[英]Python Function to Compute a Beta Matrix
I'm looking for an efficient function to automatically produce betas for every possible multiple regression model given a dependent variable and set of predictors as a DataFrame in python. I'm looking for an efficient function to automatically produce betas for every possible multiple regression model given a dependent variable and set of predictors as a DataFrame in python.

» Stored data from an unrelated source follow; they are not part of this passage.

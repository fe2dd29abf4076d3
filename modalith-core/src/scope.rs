// Copyright 2025 Modalith (https://github.com/modalith)
//
// This program is free software: you can redistribute it and/or modify
// it under the terms of the GNU Affero General Public License as published by
// the Free Software Foundation, either version 3 of the License, or
// (at your option) any later version.
//
// This program is distributed in the hope that it will be useful,
// but WITHOUT ANY WARRANTY; without even the implied warranty of
// MERCHANTABILITY or FITNESS FOR A PARTICULAR PURPOSE. See the
// GNU Affero General Public License for more details.
//
// You should have received a copy of the GNU Affero General Public License
// along with this program. If not, see <https://www.gnu.org/licenses/>.

use serde::{Deserialize, Serialize};

/// Tenant scope attached to credentials and control-plane entities.
///
/// Any omitted level means unscoped: a scope with only `org_id` set permits
/// every site and stream under that org.
#[derive(Debug, Clone, Default, PartialEq, Eq, Serialize, Deserialize)]
pub struct TenantScope {
    #[serde(default, skip_serializing_if = "Option::is_none")]
    pub org_id: Option<String>,
    #[serde(default, skip_serializing_if = "Option::is_none")]
    pub site_id: Option<String>,
    #[serde(default, skip_serializing_if = "Option::is_none")]
    pub stream_id: Option<String>,
}

impl TenantScope {
    pub fn new(
        org_id: Option<String>,
        site_id: Option<String>,
        stream_id: Option<String>,
    ) -> Self {
        Self {
            org_id,
            site_id,
            stream_id,
        }
    }

    pub fn is_empty(&self) -> bool {
        self.org_id.is_none() && self.site_id.is_none() && self.stream_id.is_none()
    }

    /// Whether a row tagged with the given levels is visible under this scope.
    pub fn permits(
        &self,
        org_id: Option<&str>,
        site_id: Option<&str>,
        stream_id: Option<&str>,
    ) -> bool {
        level_permits(self.org_id.as_deref(), org_id)
            && level_permits(self.site_id.as_deref(), site_id)
            && level_permits(self.stream_id.as_deref(), stream_id)
    }
}

fn level_permits(scoped: Option<&str>, actual: Option<&str>) -> bool {
    match scoped {
        None => true,
        Some(want) => actual == Some(want),
    }
}

#[cfg(test)]
mod tests {
    use super::*;

    #[test]
    fn empty_scope_permits_everything() {
        let scope = TenantScope::default();
        assert!(scope.is_empty());
        assert!(scope.permits(Some("org-1"), Some("site-1"), None));
        assert!(scope.permits(None, None, None));
    }

    #[test]
    fn scoped_levels_filter() {
        let scope = TenantScope::new(Some("org-1".into()), None, None);
        assert!(scope.permits(Some("org-1"), Some("any-site"), None));
        assert!(!scope.permits(Some("org-2"), None, None));
        // Rows without an org tag are invisible to an org-scoped credential.
        assert!(!scope.permits(None, None, None));
    }
}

For example, given this set of data:例如,给定这组数据:
https://i.stack.imgur.com/YuPuv.jpg https://i.stack.imgur.com/YuPuv.jpg
The dependent variable is 'Cases per Capita' and the columns following are the predictor variables.因变量是“人均病例数”,下面的列是预测变量。

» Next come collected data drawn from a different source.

// Copyright 2025 Modalith (https://github.com/modalith)
//
// This program is free software: you can redistribute it and/or modify
// it under the terms of the GNU Affero General Public License as published by
// the Free Software Foundation, either version 3 of the License, or
// (at your option) any later version.
//
// This program is distributed in the hope that it will be useful,
// but WITHOUT ANY WARRANTY; without even the implied warranty of
// MERCHANTABILITY or FITNESS FOR A PARTICULAR PURPOSE. See the
// GNU Affero General Public License for more details.
//
// You should have received a copy of the GNU Affero General Public License
// along with this program. If not, see <https://www.gnu.org/licenses/>.

//! Credential resolution and access enforcement.
//!
//! Two credential kinds, one uniform output: an `x-api-key` header resolved
//! against the key store, or a bearer JWT. A presented-but-invalid
//! credential is always rejected; an absent credential is rejected only when
//! the environment requires auth.

pub mod api_key;
pub mod jwt;

use axum::http::HeaderMap;
use modalith_core::entities::{self, rbac};
use modalith_core::AuthContext;
use modalith_store::{AbacStore as _, RbacStore as _, StoreBundle};
use tracing::debug;

use crate::config::ServerConfig;
use crate::error::ApiError;

pub use api_key::{authorize_api_key, hash_api_key};
pub use jwt::{extract_bearer_tokens, JwtSettings, JwtVerifier};

pub struct Authenticator {
    query_api_key: Option<String>,
    api_key_salt: String,
    auth_required: bool,
    jwt: Option<JwtVerifier>,
}

impl Authenticator {
    pub fn from_config(config: &ServerConfig) -> Self {
        let settings = JwtSettings::from_env();
        let jwt = settings.configured().then(|| JwtVerifier::new(settings));
        Self {
            query_api_key: config.query_api_key.clone(),
            api_key_salt: config.api_key_salt.clone(),
            auth_required: config.auth_required(),
            jwt,
        }
    }

    #[cfg(test)]
    pub fn for_tests(query_api_key: Option<String>, salt: &str, auth_required: bool) -> Self {
        Self {
            query_api_key,
            api_key_salt: salt.to_string(),
            auth_required,
            jwt: None,
        }
    }

    /// Resolve the request credential into an auth context.
    pub async fn resolve(
        &self,
        headers: &HeaderMap,
        stores: &StoreBundle,
    ) -> Result<Option<AuthContext>, ApiError> {
        if let Some(raw_key) = headers.get("x-api-key").and_then(|v| v.to_str().ok()) {
            let resolved = authorize_api_key(
                stores.api_keys.as_ref(),
                &self.api_key_salt,
                self.query_api_key.as_deref(),
                raw_key,
            )?;
            return match resolved {
                Some(context) => Ok(Some(context)),
                None => Err(ApiError::unauthorized()),
            };
        }

        let tokens = extract_bearer_tokens(headers);
        if !tokens.is_empty() {
            let Some(verifier) = &self.jwt else {
                return Err(ApiError::unauthorized());
            };
            for token in &tokens {
                match verifier.authenticate(token).await {
                    Ok(context) => return Ok(Some(context)),
                    Err(err) => debug!(error = %err, "bearer token rejected"),
                }
            }
            return Err(ApiError::unauthorized());
        }

        if self.auth_required {
            return Err(ApiError::unauthorized());
        }
        Ok(None)
    }
}

#[derive(Debug, Clone)]
pub struct AccessPolicy {
    pub rbac_enforce: bool,
    pub rbac_default_role: String,
    pub abac_enforce: bool,
    pub abac_default_allow: bool,
}

impl From<&ServerConfig> for AccessPolicy {
    fn from(config: &ServerConfig) -> Self {
        Self {
            rbac_enforce: config.rbac_enforce,
            rbac_default_role: config.rbac_default_role.clone(),
            abac_enforce: config.abac_enforce,
            abac_default_allow: config.abac_default_allow,
        }
    }
}

/// RBAC then ABAC, each only when enabled. Admins bypass RBAC.
pub fn enforce_access(
    action: &str,
    context: Option<&AuthContext>,
    stores: &StoreBundle,
    policy: &AccessPolicy,
) -> Result<(), ApiError> {
    if policy.rbac_enforce && !rbac_allows(action, context, stores, policy)? {
        return Err(ApiError::forbidden());
    }
    if policy.abac_enforce {
        let policies = stores.abac.load_policies()?;
        let attrs = entities::abac::build_attributes(context, action);
        if !entities::evaluate_policies(&policies, &attrs, policy.abac_default_allow) {
            return Err(ApiError::forbidden());
        }
    }
    Ok(())
}

fn rbac_allows(
    action: &str,
    context: Option<&AuthContext>,
    stores: &StoreBundle,
    policy: &AccessPolicy,
) -> Result<bool, ApiError> {
    let Some(context) = context else {
        return Ok(false);
    };
    if context.is_admin {
        return Ok(true);
    }
    let mut roles = context.roles.clone();
    if roles.is_empty() {
        let bindings = stores.rbac.load_role_bindings()?;
        roles = bindings
            .get(&context.credential_id)
            .cloned()
            .unwrap_or_default();
    }
    if roles.is_empty() && !policy.rbac_default_role.is_empty() {
        roles.push(policy.rbac_default_role.clone());
    }
    let permissions = rbac::permissions_for_roles(roles.iter().map(String::as_str));
    Ok(rbac::allows(&permissions, action))
}

#[cfg(test)]
mod tests {
    use super::*;
    use modalith_core::entities::{AbacPolicy, ApiKeyRecord, PolicyEffect};
    use modalith_store::{
        build_store_bundle, ApiKeyStore as _, ControlPlaneConfig, JsonControlStore,
    };
    use tempfile::TempDir;

    fn bundle(dir: &TempDir) -> StoreBundle {
        build_store_bundle(dir.path(), &ControlPlaneConfig::default(), None).unwrap()
    }

    fn policy(rbac: bool, abac: bool) -> AccessPolicy {
        AccessPolicy {
            rbac_enforce: rbac,
            rbac_default_role: "reader".into(),
            abac_enforce: abac,
            abac_default_allow: true,
        }
    }

    #[tokio::test]
    async fn missing_credential_passes_in_dev() {
        let dir = TempDir::new().unwrap();
        let auth = Authenticator::for_tests(None, "", false);
        let resolved = auth.resolve(&HeaderMap::new(), &bundle(&dir)).await.unwrap();
        assert!(resolved.is_none());
    }

    #[tokio::test]
    async fn missing_credential_rejected_when_required() {
        let dir = TempDir::new().unwrap();
        let auth = Authenticator::for_tests(None, "", true);
        assert!(auth.resolve(&HeaderMap::new(), &bundle(&dir)).await.is_err());
    }

    #[tokio::test]
    async fn presented_invalid_key_rejected_even_in_dev() {
        let dir = TempDir::new().unwrap();
        let auth = Authenticator::for_tests(None, "", false);
        let mut headers = HeaderMap::new();
        headers.insert("x-api-key", "nope".parse().unwrap());
        assert!(auth.resolve(&headers, &bundle(&dir)).await.is_err());
    }

    #[test]
    fn reader_role_queries_but_cannot_ingest() {
        let dir = TempDir::new().unwrap();
        let stores = bundle(&dir);
        let mut context = AuthContext::api_key("key-1");
        context.roles = vec!["reader".into()];
        let policy = policy(true, false);
        assert!(enforce_access(rbac::ACTION_QUERY, Some(&context), &stores, &policy).is_ok());
        assert!(enforce_access(rbac::ACTION_INGEST, Some(&context), &stores, &policy).is_err());
    }

    #[test]
    fn bindings_supply_roles_when_context_has_none() {
        let dir = TempDir::new().unwrap();
        let stores = bundle(&dir);
        let record = stores
            .api_keys
            .register_api_key(ApiKeyRecord::new("edge", "hash"))
            .unwrap();
        let mut bindings = modalith_core::entities::RoleBindings::new();
        bindings.insert(record.id.clone(), vec!["writer".into()]);
        stores.rbac.save_role_bindings(&bindings).unwrap();

        let context = AuthContext::api_key(&record.id);
        let policy = AccessPolicy {
            rbac_default_role: String::new(),
            ..policy(true, false)
        };
        assert!(enforce_access(rbac::ACTION_INGEST, Some(&context), &stores, &policy).is_ok());
    }

    #[test]
    fn admin_bypasses_rbac() {
        let dir = TempDir::new().unwrap();
        let stores = bundle(&dir);
        let context = AuthContext::api_key("root").with_admin(true);
        assert!(
            enforce_access(rbac::ACTION_INGEST, Some(&context), &stores, &policy(true, false))
                .is_ok()
        );
    }

    #[test]
    fn abac_deny_wins() {
        let dir = TempDir::new().unwrap();
        let stores = bundle(&dir);
        let store = JsonControlStore::open(dir.path()).unwrap();
        use modalith_store::AbacStore as _;
        store
            .save_policies(&[AbacPolicy {
                id: "deny-ingest".into(),
                effect: PolicyEffect::Deny,
                conditions: [(
                    "action".to_string(),
                    serde_json::Value::String("ingest".into()),
                )]
                .into_iter()
                .collect(),
            }])
            .unwrap();

        let context = AuthContext::api_key("key-1");
        let policy = policy(false, true);
        assert!(enforce_access(rbac::ACTION_INGEST, Some(&context), &stores, &policy).is_err());
        assert!(enforce_access(rbac::ACTION_QUERY, Some(&context), &stores, &policy).is_ok());
    }
}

In a simpler example:在一个更简单的例子中:
Student Grade Hours Slept Hours Studied ...
--------- -------- ------------- --------------- -----
A 90 9 1 ...
B 85 7 2 ...
C 100 4 5 ...
... ... ... ... ...
where the beta matrix output would look as such:其中 beta 矩阵 output 如下所示:
Regression Hours Slept Hours Studied
------------ ------------- ---------------
1 # N/A
2 N/A #
3 # #
The table size would be [2^n - 1]
where n
is the number of variables, so in the case with 5 predictors and 1 dependent, there would be 31 regressions, each with a different possible combination of beta
calculations.表大小将是[2^n - 1]
,其中n
是变量的数量,因此在有 5 个预测变量和 1 个依赖变量的情况下,将有 31 个回归,每个回归都有不同的可能的beta
计算组合。
The process is described in greater detail here and an actual solution that is written in R is posted here . 此处更详细地描述了该过程,并在此处发布了用 R 编写的实际解决方案。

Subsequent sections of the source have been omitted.